Three UMSI teams named CHI competition finalists

Three teams of UMSI students have been selected as finalists for the Student Design Competition at the ACM Conference on Human Factors in Computing Systems (CHI).

CHI has been held every year since 1982 and is considered one of the most prestigious academic conferences in the field of human-computer interaction, drawing international attendees including students, faculty, and industry experts. CHI 2015 will be held April 18-23 in Seoul, South Korea. 

This is the 13th year of the CHI Student Design Competition, which provides students from a variety of design backgrounds the opportunity to demonstrate their problem solving and design skills in an international competition against their peers.

The theme of this year's Student Design Competition is "Appropriating Technologies for New Cultures.” Student teams were asked to design a product, application, technology, or service that enables new and completely unexplored user groups in any country to adopt the technologies around them. The projects must solve real problems and empower people in a unique way.

Each team is required to submit a short paper summarizing the design solution and its evolution, a poster, and a video that uses scenarios to illustrate how the solution fits the lives of the users. A maximum of 12 submissions are selected as finalists. Submissions are reviewed by both academic and professional design and usability experts.

The UMSI teams and projects chosen as finalists for the CHI Student Design Competition are as follows:

Sleepstellar: A Safety Kit and Digital Storyteller for Sleepwalkers

Sleepstellar team members, from left: Jashanjit Kaur, Shengjie Zhang, Niyati Gupta, Nehal Molasaria. Not pictured: Wei Wang

Sleepwalking affects 2-4 percent of adults and can lead to potentially dangerous incidents, as well as social embarrassment. This team interviewed sleepwalkers and sleep disorder experts, and investigated sleepwalking forums to understand the characteristics of the issue.
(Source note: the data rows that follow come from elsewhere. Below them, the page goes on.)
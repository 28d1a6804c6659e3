//! The incident feed application model.

use crate::keys::{self, Action};
use crimewatch_core::{terminal_events, Command, Component, Model, Subscription, TerminalEvent};
use crimewatch_feed::{FeedMode, FeedState, FetchError, Incident, IncidentSource};
use crimewatch_widgets::spinner;
use crimewatch_widgets::{loading_spinner, FeedView, Spinner};
use ratatui::layout::Margin;
use ratatui::Frame;
use std::sync::Arc;

/// Cards moved by PageUp / PageDown.
const PAGE: usize = 5;

/// Startup data for [`FeedApp`].
#[derive(Clone)]
pub struct Flags {
    pub source: Arc<dyn IncidentSource>,
}

impl Flags {
    pub fn new(source: impl IncidentSource + 'static) -> Self {
        Self {
            source: Arc::new(source),
        }
    }
}

#[derive(Debug)]
pub enum Msg {
    /// The one fetch issued at startup has finished.
    Settled(Result<Vec<Incident>, FetchError>),
    Spinner(spinner::Message),
    Key(Action),
}

/// Fetches once at startup, then shows the settled feed.
pub struct FeedApp {
    state: FeedState,
    spinner: Spinner,
    offset: usize,
}

impl FeedApp {
    pub fn state(&self) -> &FeedState {
        &self.state
    }

    /// Index of the first visible card.
    pub fn offset(&self) -> usize {
        self.offset
    }

    fn scroll(&mut self, action: Action) {
        let last = self.state.records().len().saturating_sub(1);
        self.offset = match action {
            Action::Up => self.offset.saturating_sub(1),
            Action::Down => self.offset + 1,
            Action::PageUp => self.offset.saturating_sub(PAGE),
            Action::PageDown => self.offset + PAGE,
            Action::Top => 0,
            Action::Bottom => last,
            Action::Quit => self.offset,
        }
        .min(last);
    }
}

impl Model for FeedApp {
    type Message = Msg;
    type Flags = Flags;

    fn init(flags: Flags) -> (Self, Command<Msg>) {
        let source = flags.source;
        tracing::info!(source = %source.describe(), "fetching incidents");
        let fetch = async move { source.fetch().await };
        (
            FeedApp {
                state: FeedState::new(),
                spinner: loading_spinner(),
                offset: 0,
            },
            Command::perform(fetch, Msg::Settled),
        )
    }

    fn update(&mut self, msg: Msg) -> Command<Msg> {
        match msg {
            Msg::Settled(outcome) => {
                self.state.settle(outcome);
                Command::none()
            }
            Msg::Spinner(tick) => self.spinner.update(tick).map(Msg::Spinner),
            Msg::Key(Action::Quit) => Command::quit(),
            Msg::Key(action) => {
                if self.state.mode() == FeedMode::Populated {
                    self.scroll(action);
                }
                Command::none()
            }
        }
    }

    fn view(&self, frame: &mut Frame) {
        let area = frame.area().inner(Margin::new(1, 0));
        FeedView::new(&self.state, &self.spinner)
            .offset(self.offset)
            .view(frame, area);
    }

    fn subscriptions(&self) -> Vec<Subscription<Msg>> {
        let mut subs = vec![terminal_events(|ev| {
            if ev.is_interrupt() {
                return Some(Msg::Key(Action::Quit));
            }
            match ev {
                TerminalEvent::Key(key) => keys::action(key.code).map(Msg::Key),
                TerminalEvent::Resize(..) => None,
            }
        })];

        // Only animate while the fetch is outstanding.
        if self.state.is_loading() {
            subs.extend(
                self.spinner
                    .subscriptions()
                    .into_iter()
                    .map(|sub| sub.map(Msg::Spinner)),
            );
        }
        subs
    }
}
//! The incident list: loading indicator, empty message, or stacked cards.
//!
//! [`FeedView`] borrows everything it draws and owns nothing, so building
//! one per frame is free and rendering is a pure function of its inputs.

use crate::incident_card::{or_na, truncate, IncidentCard};
use crate::spinner::Spinner;
use crimewatch_core::component::Component;
use crimewatch_feed::{
    counts_by_hour, counts_by_type, format_occurred, local_hour, EngagementSource, FeedMode,
    FeedState, OccurredAt, PlaceholderEngagement,
};
use ratatui::layout::{Alignment, Rect};
use ratatui::style::{Color, Modifier, Style};
use ratatui::text::Line;
use ratatui::widgets::Paragraph;
use ratatui::Frame;

/// Label shown beside the spinner while the fetch is outstanding.
pub const LOADING_MESSAGE: &str = "Loading incidents...";
/// Shown after settling with no records, including after a failed fetch.
pub const EMPTY_MESSAGE: &str = "No incidents found.";

/// Subscription id of the loading spinner's timer.
pub const SPINNER_ID: &str = "feed-loading";

/// The spinner [`FeedView`] expects in [`FeedMode::Loading`].
pub fn loading_spinner() -> Spinner {
    Spinner::new(SPINNER_ID).with_label(LOADING_MESSAGE)
}

static PLACEHOLDER: PlaceholderEngagement = PlaceholderEngagement;

pub struct FeedView<'a> {
    state: &'a FeedState,
    spinner: &'a Spinner,
    engagement: &'a dyn EngagementSource,
    time_format: fn(&OccurredAt) -> String,
    hour_of: fn(&OccurredAt) -> Option<u32>,
    offset: usize,
}

impl<'a> FeedView<'a> {
    pub fn new(state: &'a FeedState, spinner: &'a Spinner) -> Self {
        Self {
            state,
            spinner,
            engagement: &PLACEHOLDER,
            time_format: format_occurred,
            hour_of: local_hour,
            offset: 0,
        }
    }

    /// Replace the placeholder vote and comment numbers.
    pub fn engagement(mut self, engagement: &'a dyn EngagementSource) -> Self {
        self.engagement = engagement;
        self
    }

    /// Override timestamp formatting. Defaults to local time.
    pub fn time_format(mut self, format: fn(&OccurredAt) -> String) -> Self {
        self.time_format = format;
        self
    }

    /// Override how the per-hour summary reads the hour. Defaults to local
    /// time, matching the default `time_format`.
    pub fn hour_of(mut self, hour_of: fn(&OccurredAt) -> Option<u32>) -> Self {
        self.hour_of = hour_of;
        self
    }

    /// Index of the first card drawn. Clamped to the last record.
    pub fn offset(mut self, offset: usize) -> Self {
        self.offset = offset;
        self
    }

    pub fn mode(&self) -> FeedMode {
        self.state.mode()
    }

    /// One card per record, in received order. Empty unless populated.
    pub fn cards(&self) -> Vec<IncidentCard<'a>> {
        if self.state.is_loading() {
            return Vec::new();
        }
        self.state
            .records()
            .iter()
            .map(|incident| {
                IncidentCard::new(
                    incident,
                    (self.time_format)(&incident.occurred),
                    self.engagement.metrics(incident),
                )
            })
            .collect()
    }

    /// Render keys of the cards, in order. Duplicates are passed through.
    pub fn keys(&self) -> Vec<u64> {
        self.cards().iter().map(IncidentCard::key).collect()
    }

    pub fn view(&self, frame: &mut Frame, area: Rect) {
        if area.width == 0 || area.height == 0 {
            return;
        }
        match self.mode() {
            FeedMode::Loading => self.spinner.view(frame, Rect { height: 1, ..area }),
            FeedMode::Empty => frame.render_widget(
                Paragraph::new(EMPTY_MESSAGE)
                    .alignment(Alignment::Center)
                    .style(Style::default().fg(Color::DarkGray)),
                Rect { height: 1, ..area },
            ),
            FeedMode::Populated => self.view_cards(frame, area),
        }
    }

    /// Title plus the by-type and by-hour counts. The hour row is left out
    /// when no record has a readable time.
    fn summary_lines(&self, width: usize) -> Vec<Line<'static>> {
        let records = self.state.records();
        let dim = Style::default().fg(Color::DarkGray);
        let mut lines = vec![Line::styled(
            truncate(&format!("Recent Incidents ({})", records.len()), width),
            Style::default().add_modifier(Modifier::BOLD),
        )];

        let by_type: Vec<String> = counts_by_type(records)
            .into_iter()
            .map(|(kind, n)| format!("{} ({n})", or_na(kind)))
            .collect();
        lines.push(Line::styled(truncate(&by_type.join(" · "), width), dim));

        let by_hour: Vec<String> = counts_by_hour(records, self.hour_of)
            .into_iter()
            .map(|(hour, n)| format!("{hour:02}:00 ({n})"))
            .collect();
        if !by_hour.is_empty() {
            let text = format!("By hour: {}", by_hour.join(" · "));
            lines.push(Line::styled(truncate(&text, width), dim));
        }
        lines
    }

    fn view_cards(&self, frame: &mut Frame, area: Rect) {
        let summary = self.summary_lines(area.width as usize);
        let summary_height = (summary.len() as u16).min(area.height);
        frame.render_widget(
            Paragraph::new(summary),
            Rect {
                height: summary_height,
                ..area
            },
        );

        let cards = self.cards();
        let start = self.offset.min(cards.len().saturating_sub(1));
        let mut y = area.y + summary_height;
        let bottom = area.bottom();
        for card in &cards[start..] {
            if y >= bottom {
                break;
            }
            let height = card.height().min(bottom - y);
            frame.render_widget(
                card,
                Rect {
                    y,
                    height,
                    ..area
                },
            );
            y += height;
        }
    }
}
The Sleepstellar safety kit provides the user with customized RFID stickers to put on potentially harmful places (like a staircase or kitchen stove) and connects them to a sleep-tracking wearable alarm that notifies the user when he or she gets close to the RFID sticker. The accompanying mobile app tracks sleepwalking patterns and provides a platform for sleepwalkers to share their individual stories to encourage public engagement and lessen feelings of embarrassment.

To learn more, click here to watch a video about the Sleepstellar project.


Minowe: Am I Native Enough? Exploring American Indian Identity through Language Learning

Minowe team members, from left: Mallory Anderson, Abhishek Dewan, Sofia Gutierrez, Ram Kumarasubramanian. Not pictured: Jumana Almahmoud.

Minowe is an online community dedicated to teaching and learning Ojibwe, an American Indian language. Consisting of a website and mobile application, Minowe’s goal is to enable certain groups of American Indians to better connect with their communities.

The Minowe project utilizes prior research in language education, emphasizing situation-based learning and facilitating comprehension by connecting fluent speakers and non-speakers via video chat. Minowe encourages further collaboration by incorporating user-generated vocabulary into future lessons and activities. 

Click here for a video with more information about the Minowe project.


Rice Paper: Enabling Context for Traditional Chinese Painting

Rice Paper team members, from left: Yuncheng Shen and Hariharan Subramonyam. Not pictured: Samantha Jones.

Chinese paintings are deeply rooted in cultural context. However, outside of Chinese culture, the uniqueness, meaning, and value of these paintings is largely lost. This team’s design helps bridge the cultural disconnect between the creators of traditional Chinese paintings and non-Chinese viewers.

Rice Paper uses an iPad application to facilitate the sharing of large quantities of artistic context for traditional Chinese paintings in the form of tangible, printed booklets, making the cultural context that breathes life into a Chinese painting more accessible to a wider audience.

Click here to watch a video about the Rice Paper project.

In 2014, a team from UMSI won the competition with their project “Beam: A Mobile Application to Improve Happiness and Mental Health.”